WHAT THE TASK ASKS:
Report every line below that has the string "static" in it.

PROVIDED DATA:
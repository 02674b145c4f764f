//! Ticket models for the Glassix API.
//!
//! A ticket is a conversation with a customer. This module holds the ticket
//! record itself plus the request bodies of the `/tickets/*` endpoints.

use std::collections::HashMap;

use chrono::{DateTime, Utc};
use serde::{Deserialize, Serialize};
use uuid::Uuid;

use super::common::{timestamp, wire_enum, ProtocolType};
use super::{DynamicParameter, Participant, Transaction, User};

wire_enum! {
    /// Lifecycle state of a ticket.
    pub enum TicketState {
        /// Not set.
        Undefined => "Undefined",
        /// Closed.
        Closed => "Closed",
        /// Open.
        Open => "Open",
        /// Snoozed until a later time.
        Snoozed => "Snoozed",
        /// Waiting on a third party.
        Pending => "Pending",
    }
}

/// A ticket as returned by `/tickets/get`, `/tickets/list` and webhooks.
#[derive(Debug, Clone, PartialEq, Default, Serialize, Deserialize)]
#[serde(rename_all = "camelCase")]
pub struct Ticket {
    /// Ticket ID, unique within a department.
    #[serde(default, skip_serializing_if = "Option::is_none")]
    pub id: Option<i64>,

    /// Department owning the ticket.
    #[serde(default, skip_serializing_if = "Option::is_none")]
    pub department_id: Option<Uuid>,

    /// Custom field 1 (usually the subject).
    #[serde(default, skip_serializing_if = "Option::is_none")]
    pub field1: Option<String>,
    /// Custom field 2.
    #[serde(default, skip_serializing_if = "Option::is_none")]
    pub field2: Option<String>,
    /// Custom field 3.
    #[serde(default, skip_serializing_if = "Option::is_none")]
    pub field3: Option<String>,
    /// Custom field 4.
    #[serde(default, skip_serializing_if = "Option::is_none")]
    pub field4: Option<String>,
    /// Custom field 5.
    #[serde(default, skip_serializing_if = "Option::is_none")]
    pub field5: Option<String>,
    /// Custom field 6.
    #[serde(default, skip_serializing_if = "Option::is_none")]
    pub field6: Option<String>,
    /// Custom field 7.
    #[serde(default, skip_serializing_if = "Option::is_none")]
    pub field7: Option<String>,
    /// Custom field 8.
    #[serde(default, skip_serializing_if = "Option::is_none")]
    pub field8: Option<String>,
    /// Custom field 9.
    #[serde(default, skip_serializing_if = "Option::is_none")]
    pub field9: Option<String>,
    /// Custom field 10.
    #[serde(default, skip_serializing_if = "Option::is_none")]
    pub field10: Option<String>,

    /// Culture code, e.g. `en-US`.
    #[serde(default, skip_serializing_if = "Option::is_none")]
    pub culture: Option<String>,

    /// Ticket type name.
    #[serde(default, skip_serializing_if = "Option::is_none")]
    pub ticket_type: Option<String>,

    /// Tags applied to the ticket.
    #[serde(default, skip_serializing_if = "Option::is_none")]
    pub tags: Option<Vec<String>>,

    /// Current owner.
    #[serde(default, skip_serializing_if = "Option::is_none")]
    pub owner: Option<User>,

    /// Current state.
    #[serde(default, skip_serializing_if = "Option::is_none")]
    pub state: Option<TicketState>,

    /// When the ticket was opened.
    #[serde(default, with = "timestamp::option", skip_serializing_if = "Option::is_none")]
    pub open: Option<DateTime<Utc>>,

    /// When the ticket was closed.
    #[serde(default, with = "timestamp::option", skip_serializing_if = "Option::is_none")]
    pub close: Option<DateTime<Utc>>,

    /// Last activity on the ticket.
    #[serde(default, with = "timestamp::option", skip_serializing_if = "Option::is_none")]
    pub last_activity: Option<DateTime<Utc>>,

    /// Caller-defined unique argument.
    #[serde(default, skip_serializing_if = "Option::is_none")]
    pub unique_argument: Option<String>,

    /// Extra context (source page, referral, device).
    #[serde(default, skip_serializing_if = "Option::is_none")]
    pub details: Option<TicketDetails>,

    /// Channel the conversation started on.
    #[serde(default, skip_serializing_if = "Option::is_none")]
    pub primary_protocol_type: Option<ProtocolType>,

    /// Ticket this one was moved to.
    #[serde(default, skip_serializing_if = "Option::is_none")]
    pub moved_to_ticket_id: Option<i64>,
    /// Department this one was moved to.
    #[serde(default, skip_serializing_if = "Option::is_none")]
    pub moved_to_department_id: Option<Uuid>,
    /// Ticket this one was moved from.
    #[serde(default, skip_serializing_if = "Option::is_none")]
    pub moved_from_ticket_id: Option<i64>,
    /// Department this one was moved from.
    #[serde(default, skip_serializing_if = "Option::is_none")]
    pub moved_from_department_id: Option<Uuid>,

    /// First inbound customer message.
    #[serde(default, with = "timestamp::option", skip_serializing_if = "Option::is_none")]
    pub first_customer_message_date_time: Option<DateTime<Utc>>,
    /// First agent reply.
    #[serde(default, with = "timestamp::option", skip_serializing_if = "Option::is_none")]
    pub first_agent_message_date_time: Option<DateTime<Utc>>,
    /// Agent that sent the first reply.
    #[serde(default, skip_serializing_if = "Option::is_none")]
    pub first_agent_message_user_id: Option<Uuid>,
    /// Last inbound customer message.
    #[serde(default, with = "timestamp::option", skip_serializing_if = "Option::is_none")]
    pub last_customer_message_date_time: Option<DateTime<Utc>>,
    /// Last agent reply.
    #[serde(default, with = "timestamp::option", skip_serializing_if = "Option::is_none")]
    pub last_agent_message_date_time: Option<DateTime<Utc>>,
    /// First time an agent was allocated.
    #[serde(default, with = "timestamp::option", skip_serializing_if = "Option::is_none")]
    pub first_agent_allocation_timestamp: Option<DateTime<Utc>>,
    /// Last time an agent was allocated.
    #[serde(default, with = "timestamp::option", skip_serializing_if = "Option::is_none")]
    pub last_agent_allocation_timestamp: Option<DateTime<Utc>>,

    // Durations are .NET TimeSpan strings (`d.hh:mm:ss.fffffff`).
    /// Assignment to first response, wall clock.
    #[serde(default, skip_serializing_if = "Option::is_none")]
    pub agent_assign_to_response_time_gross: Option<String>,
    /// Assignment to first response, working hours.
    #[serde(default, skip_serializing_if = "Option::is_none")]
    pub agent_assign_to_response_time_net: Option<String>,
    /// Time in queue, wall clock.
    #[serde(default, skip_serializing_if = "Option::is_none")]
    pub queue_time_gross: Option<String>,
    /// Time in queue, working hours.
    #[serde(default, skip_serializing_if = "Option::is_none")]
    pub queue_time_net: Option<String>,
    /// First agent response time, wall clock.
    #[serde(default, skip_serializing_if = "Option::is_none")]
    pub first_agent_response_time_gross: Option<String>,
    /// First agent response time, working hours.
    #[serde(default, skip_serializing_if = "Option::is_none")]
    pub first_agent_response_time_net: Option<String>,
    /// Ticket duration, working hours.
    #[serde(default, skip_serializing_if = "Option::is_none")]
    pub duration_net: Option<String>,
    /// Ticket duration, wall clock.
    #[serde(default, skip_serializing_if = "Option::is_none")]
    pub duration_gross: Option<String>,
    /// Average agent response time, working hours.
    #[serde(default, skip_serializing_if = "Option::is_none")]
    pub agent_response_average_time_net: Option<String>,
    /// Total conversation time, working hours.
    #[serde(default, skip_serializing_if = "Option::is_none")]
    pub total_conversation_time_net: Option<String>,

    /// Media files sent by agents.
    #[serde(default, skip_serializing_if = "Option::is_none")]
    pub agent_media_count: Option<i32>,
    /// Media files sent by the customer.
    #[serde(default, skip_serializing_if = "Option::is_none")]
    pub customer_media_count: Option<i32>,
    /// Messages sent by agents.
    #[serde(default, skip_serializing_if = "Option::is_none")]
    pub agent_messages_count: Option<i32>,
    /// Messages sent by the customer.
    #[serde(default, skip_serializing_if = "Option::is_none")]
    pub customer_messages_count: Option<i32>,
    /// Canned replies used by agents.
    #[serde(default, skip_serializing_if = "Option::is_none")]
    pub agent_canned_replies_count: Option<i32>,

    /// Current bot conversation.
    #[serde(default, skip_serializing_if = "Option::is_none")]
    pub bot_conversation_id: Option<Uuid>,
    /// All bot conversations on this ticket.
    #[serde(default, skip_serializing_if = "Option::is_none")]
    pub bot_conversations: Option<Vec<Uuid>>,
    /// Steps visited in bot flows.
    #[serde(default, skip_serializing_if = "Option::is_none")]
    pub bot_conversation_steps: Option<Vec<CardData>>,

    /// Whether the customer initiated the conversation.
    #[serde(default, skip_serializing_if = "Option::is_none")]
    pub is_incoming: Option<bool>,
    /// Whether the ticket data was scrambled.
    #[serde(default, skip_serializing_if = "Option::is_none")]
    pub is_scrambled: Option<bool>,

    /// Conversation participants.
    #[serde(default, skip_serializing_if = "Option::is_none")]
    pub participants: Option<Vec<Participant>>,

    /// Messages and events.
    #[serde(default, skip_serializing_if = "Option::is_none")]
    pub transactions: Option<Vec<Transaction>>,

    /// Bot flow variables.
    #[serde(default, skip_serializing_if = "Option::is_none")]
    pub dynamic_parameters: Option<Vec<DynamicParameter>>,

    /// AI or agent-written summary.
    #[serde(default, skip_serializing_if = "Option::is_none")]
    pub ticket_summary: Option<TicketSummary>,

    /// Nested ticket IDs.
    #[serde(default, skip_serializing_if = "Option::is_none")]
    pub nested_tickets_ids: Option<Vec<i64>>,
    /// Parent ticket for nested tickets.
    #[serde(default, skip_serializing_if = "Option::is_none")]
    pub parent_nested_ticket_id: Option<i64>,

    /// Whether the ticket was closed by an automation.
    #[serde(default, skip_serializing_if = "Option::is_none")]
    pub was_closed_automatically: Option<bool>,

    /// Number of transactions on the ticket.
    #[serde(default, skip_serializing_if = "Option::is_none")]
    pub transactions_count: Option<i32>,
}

==

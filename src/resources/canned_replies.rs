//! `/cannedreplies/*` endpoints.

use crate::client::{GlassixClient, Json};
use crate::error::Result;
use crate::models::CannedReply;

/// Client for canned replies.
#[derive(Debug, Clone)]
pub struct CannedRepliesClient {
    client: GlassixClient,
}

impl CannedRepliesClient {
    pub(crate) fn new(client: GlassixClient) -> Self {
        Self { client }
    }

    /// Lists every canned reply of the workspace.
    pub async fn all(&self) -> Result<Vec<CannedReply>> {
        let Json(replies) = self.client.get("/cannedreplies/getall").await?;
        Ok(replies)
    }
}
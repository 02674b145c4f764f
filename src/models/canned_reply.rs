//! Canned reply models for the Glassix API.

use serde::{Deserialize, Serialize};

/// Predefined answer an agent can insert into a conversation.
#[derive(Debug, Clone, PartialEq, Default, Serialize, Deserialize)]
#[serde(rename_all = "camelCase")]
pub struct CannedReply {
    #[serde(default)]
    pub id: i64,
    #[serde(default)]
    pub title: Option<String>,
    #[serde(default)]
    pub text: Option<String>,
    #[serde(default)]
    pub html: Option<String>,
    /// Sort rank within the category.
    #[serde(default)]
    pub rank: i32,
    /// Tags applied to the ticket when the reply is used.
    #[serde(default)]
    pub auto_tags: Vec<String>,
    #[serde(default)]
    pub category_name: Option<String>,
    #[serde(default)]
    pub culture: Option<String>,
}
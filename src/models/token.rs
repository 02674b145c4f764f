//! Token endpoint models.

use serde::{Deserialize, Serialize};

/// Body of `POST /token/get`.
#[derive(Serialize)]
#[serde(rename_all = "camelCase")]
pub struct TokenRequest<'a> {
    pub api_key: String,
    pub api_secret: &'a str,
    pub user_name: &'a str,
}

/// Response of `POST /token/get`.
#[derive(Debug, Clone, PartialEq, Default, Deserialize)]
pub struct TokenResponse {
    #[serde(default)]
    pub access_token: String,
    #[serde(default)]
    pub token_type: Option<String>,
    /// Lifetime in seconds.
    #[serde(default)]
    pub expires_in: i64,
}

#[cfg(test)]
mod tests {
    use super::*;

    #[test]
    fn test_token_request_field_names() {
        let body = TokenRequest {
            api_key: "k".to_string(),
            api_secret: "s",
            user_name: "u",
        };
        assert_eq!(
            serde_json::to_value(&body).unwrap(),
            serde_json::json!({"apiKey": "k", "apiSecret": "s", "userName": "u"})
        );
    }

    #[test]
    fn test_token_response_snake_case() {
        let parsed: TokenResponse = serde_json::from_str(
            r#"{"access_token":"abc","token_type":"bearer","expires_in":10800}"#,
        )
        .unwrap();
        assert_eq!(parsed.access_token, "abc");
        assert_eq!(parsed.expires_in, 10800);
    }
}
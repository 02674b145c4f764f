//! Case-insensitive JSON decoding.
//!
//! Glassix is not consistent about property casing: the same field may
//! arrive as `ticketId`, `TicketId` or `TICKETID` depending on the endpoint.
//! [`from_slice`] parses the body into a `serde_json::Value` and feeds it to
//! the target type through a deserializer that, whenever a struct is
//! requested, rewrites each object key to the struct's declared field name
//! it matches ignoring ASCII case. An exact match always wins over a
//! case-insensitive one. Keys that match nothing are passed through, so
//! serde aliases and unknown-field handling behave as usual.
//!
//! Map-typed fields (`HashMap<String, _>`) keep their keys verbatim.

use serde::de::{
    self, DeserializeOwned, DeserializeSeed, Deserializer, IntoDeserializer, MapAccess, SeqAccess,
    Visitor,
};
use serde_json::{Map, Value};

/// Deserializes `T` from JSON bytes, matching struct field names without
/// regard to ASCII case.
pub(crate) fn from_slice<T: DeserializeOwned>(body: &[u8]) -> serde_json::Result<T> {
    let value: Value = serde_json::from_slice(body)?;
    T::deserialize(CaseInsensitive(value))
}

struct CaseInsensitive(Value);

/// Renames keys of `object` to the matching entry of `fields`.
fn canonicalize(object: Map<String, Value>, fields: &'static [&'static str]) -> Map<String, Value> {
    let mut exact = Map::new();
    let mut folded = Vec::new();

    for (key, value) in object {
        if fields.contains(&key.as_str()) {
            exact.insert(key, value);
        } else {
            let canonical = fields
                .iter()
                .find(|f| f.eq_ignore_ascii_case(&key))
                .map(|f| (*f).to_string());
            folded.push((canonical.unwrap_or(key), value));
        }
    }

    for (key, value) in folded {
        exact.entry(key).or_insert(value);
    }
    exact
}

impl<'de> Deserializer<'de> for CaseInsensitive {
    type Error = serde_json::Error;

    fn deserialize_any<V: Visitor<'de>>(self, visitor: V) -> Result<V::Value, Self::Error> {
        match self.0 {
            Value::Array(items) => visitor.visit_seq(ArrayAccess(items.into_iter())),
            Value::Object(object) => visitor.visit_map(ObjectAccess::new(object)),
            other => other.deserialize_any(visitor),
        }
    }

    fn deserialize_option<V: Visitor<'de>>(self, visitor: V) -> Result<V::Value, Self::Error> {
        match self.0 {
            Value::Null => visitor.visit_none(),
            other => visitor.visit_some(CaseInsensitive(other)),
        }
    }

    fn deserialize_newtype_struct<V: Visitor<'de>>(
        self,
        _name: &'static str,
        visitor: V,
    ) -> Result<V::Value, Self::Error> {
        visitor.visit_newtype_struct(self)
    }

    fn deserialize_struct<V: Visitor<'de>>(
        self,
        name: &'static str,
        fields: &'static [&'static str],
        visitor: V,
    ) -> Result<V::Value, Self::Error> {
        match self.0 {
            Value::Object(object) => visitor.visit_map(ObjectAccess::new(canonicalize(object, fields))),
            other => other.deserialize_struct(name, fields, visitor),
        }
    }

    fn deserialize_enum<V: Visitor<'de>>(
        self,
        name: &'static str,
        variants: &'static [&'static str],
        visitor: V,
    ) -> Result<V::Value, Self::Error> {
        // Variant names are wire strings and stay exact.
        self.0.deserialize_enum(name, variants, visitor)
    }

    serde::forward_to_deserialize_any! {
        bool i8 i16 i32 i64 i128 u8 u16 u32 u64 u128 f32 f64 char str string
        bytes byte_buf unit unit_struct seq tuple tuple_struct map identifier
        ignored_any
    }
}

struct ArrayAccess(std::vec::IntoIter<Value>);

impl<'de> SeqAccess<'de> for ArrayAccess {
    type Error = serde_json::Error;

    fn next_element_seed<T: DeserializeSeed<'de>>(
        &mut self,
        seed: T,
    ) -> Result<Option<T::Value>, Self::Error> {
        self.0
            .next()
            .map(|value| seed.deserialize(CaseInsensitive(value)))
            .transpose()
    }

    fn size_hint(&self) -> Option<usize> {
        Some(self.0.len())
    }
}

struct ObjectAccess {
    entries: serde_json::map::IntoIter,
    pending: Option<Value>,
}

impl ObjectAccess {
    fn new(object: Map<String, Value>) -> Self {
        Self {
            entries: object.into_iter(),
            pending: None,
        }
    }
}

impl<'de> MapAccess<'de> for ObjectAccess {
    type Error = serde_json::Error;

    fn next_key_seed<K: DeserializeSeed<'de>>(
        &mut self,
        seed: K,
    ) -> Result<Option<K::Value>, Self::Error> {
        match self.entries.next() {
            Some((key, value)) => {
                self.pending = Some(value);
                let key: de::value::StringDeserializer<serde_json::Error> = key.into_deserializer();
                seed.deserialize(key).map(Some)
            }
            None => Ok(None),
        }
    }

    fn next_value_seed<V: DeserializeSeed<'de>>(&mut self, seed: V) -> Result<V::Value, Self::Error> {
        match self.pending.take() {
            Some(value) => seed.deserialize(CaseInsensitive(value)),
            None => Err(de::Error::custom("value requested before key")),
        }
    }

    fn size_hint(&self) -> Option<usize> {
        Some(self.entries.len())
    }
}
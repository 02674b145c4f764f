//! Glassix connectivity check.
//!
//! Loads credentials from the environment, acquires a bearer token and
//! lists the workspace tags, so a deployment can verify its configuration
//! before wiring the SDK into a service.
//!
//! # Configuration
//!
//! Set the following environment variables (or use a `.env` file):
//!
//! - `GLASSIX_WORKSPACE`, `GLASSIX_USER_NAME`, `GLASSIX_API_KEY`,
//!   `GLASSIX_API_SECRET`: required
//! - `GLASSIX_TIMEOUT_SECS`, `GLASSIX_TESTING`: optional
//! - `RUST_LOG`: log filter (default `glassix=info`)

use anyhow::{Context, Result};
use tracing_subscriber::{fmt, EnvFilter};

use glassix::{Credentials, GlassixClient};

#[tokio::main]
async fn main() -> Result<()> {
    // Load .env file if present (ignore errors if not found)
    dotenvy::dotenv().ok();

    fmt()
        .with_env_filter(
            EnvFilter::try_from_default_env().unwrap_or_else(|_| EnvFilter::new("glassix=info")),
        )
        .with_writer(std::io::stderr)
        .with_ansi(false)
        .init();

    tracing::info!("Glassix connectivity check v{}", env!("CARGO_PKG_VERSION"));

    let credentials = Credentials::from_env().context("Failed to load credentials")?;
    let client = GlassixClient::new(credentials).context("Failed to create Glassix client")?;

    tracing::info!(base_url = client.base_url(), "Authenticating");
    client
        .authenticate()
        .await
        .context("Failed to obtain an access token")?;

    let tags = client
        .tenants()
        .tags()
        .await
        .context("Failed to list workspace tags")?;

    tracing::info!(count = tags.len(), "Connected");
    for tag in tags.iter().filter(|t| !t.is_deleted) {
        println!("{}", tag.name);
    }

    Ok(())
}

SOLUTION TO THIS PROBLEM:
fn canonicalize(object: Map<String, Value>, fields: &'static [&'static str]) -> Map<String, Value> {
        _name: &'static str,
        name: &'static str,
        fields: &'static [&'static str],
        name: &'static str,
        variants: &'static [&'static str],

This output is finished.